Exercise description:
Set down again exactly the lines of the listing below that fall between the line holding "assert!(feed.windows(2).all(|w| w[0].timestamp >" and the line holding "load_next(&mut rec, &history).await;", inclusive.

Working data:
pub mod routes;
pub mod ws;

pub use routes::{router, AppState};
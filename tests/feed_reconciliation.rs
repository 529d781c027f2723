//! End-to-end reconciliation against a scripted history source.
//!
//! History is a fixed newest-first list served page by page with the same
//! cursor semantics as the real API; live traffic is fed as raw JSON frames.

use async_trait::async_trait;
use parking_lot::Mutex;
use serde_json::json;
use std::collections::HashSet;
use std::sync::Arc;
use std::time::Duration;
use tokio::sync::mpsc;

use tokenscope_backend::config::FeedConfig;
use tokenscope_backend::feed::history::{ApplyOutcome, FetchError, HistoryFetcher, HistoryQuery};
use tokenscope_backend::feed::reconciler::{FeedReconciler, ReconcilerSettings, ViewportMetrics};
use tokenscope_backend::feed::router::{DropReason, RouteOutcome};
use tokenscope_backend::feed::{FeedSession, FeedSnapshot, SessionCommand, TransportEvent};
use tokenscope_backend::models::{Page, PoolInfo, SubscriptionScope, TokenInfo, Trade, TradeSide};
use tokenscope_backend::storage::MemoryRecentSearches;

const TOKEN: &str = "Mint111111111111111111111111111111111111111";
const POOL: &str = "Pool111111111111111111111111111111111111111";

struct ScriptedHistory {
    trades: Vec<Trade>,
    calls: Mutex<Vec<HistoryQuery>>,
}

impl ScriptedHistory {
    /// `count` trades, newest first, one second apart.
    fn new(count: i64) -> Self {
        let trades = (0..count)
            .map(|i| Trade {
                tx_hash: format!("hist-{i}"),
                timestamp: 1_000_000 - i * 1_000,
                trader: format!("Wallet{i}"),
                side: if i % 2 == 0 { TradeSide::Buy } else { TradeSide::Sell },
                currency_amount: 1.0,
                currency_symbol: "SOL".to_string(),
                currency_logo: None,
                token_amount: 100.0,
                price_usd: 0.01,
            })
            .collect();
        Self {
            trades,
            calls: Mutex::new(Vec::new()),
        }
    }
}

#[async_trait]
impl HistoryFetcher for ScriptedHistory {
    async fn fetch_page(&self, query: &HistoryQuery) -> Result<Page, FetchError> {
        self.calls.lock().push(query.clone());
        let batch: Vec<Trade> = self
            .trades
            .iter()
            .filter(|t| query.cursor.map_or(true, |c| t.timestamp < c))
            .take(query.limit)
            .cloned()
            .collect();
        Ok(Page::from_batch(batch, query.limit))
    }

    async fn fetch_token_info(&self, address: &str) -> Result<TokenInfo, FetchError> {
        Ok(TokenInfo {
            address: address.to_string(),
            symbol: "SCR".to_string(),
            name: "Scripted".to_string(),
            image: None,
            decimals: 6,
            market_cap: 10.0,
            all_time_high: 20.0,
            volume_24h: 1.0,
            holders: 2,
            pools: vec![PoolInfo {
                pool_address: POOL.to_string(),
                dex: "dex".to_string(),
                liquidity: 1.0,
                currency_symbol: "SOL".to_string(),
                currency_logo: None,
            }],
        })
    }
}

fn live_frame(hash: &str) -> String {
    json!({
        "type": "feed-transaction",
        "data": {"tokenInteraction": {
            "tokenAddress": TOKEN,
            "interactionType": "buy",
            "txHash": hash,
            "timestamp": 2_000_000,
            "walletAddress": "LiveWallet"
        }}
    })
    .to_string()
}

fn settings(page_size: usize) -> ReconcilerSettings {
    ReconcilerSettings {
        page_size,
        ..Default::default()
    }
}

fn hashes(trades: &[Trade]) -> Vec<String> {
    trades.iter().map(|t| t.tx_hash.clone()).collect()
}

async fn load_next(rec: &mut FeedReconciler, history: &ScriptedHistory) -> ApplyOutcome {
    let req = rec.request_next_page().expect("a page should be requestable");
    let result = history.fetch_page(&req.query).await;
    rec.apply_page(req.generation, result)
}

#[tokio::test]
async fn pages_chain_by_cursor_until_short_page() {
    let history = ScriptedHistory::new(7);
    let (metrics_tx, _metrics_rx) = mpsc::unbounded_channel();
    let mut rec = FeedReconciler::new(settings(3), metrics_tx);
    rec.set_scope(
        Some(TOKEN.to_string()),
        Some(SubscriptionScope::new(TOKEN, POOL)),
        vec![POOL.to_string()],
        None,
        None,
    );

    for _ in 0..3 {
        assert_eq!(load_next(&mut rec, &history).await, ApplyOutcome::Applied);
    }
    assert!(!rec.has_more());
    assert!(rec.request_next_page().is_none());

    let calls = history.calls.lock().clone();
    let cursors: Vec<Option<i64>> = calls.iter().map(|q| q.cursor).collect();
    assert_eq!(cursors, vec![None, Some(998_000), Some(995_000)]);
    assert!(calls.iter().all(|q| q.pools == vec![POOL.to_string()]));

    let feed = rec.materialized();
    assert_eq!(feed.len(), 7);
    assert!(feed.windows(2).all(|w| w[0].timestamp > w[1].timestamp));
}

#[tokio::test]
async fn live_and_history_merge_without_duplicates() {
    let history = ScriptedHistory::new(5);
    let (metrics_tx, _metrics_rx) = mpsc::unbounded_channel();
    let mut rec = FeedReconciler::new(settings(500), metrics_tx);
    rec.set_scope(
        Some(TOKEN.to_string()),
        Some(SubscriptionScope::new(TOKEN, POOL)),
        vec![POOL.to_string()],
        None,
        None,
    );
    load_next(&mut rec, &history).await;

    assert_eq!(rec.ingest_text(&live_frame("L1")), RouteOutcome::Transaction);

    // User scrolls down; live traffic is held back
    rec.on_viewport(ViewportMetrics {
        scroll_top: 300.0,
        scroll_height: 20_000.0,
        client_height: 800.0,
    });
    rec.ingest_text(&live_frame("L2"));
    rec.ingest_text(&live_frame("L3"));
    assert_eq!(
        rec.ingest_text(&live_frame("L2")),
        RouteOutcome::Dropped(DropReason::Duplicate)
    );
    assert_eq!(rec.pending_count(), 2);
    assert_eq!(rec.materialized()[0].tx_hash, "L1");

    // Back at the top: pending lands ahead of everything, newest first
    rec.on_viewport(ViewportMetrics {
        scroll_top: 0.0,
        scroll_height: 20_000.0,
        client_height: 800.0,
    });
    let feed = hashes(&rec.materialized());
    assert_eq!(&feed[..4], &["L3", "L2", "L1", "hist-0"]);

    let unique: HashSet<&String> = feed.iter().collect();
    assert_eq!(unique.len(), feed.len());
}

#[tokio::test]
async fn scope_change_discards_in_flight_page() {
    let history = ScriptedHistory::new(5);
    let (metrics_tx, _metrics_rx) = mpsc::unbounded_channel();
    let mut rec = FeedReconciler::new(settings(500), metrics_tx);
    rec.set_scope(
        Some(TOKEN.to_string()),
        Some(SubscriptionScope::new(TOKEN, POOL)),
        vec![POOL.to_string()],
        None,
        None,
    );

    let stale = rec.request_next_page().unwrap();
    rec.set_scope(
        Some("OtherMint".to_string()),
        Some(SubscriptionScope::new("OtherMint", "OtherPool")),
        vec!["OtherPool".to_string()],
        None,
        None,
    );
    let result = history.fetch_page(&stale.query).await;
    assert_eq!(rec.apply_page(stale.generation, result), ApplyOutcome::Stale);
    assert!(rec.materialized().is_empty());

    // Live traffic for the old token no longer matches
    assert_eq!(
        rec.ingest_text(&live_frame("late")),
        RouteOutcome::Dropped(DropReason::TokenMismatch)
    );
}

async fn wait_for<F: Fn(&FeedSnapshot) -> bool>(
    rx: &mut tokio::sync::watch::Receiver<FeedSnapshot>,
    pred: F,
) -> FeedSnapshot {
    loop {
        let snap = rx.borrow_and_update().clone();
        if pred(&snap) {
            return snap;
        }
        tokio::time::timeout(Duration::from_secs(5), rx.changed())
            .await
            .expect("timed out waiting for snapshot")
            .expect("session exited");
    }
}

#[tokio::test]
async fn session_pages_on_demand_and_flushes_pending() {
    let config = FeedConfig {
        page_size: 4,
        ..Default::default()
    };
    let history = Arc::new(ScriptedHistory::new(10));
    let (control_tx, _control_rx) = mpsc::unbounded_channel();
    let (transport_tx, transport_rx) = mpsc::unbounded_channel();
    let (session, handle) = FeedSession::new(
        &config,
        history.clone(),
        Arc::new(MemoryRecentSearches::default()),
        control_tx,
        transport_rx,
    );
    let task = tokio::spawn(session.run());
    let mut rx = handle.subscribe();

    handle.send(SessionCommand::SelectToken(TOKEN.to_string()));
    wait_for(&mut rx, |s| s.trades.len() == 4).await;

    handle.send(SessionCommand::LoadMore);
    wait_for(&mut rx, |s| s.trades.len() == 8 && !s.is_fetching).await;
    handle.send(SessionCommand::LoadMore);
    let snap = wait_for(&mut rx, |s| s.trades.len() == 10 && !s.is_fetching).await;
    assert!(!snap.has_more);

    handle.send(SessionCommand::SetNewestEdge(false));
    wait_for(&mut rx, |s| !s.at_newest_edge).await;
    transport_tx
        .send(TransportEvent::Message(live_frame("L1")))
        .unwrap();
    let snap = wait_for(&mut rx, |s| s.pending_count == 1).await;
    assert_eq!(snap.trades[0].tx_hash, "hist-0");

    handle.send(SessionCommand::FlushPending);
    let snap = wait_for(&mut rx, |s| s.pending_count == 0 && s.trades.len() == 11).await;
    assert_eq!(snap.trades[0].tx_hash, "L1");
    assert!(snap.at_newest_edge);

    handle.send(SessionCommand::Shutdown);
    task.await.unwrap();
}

Completed task:
    assert!(feed.windows(2).all(|w| w[0].timestamp > w[1].timestamp));
}

#[tokio::test]
async fn live_and_history_merge_without_duplicates() {
    let history = ScriptedHistory::new(5);
    let (metrics_tx, _metrics_rx) = mpsc::unbounded_channel();
    let mut rec = FeedReconciler::new(settings(500), metrics_tx);
    rec.set_scope(
        Some(TOKEN.to_string()),
        Some(SubscriptionScope::new(TOKEN, POOL)),
        vec![POOL.to_string()],
        None,
        None,
    );
    load_next(&mut rec, &history).await;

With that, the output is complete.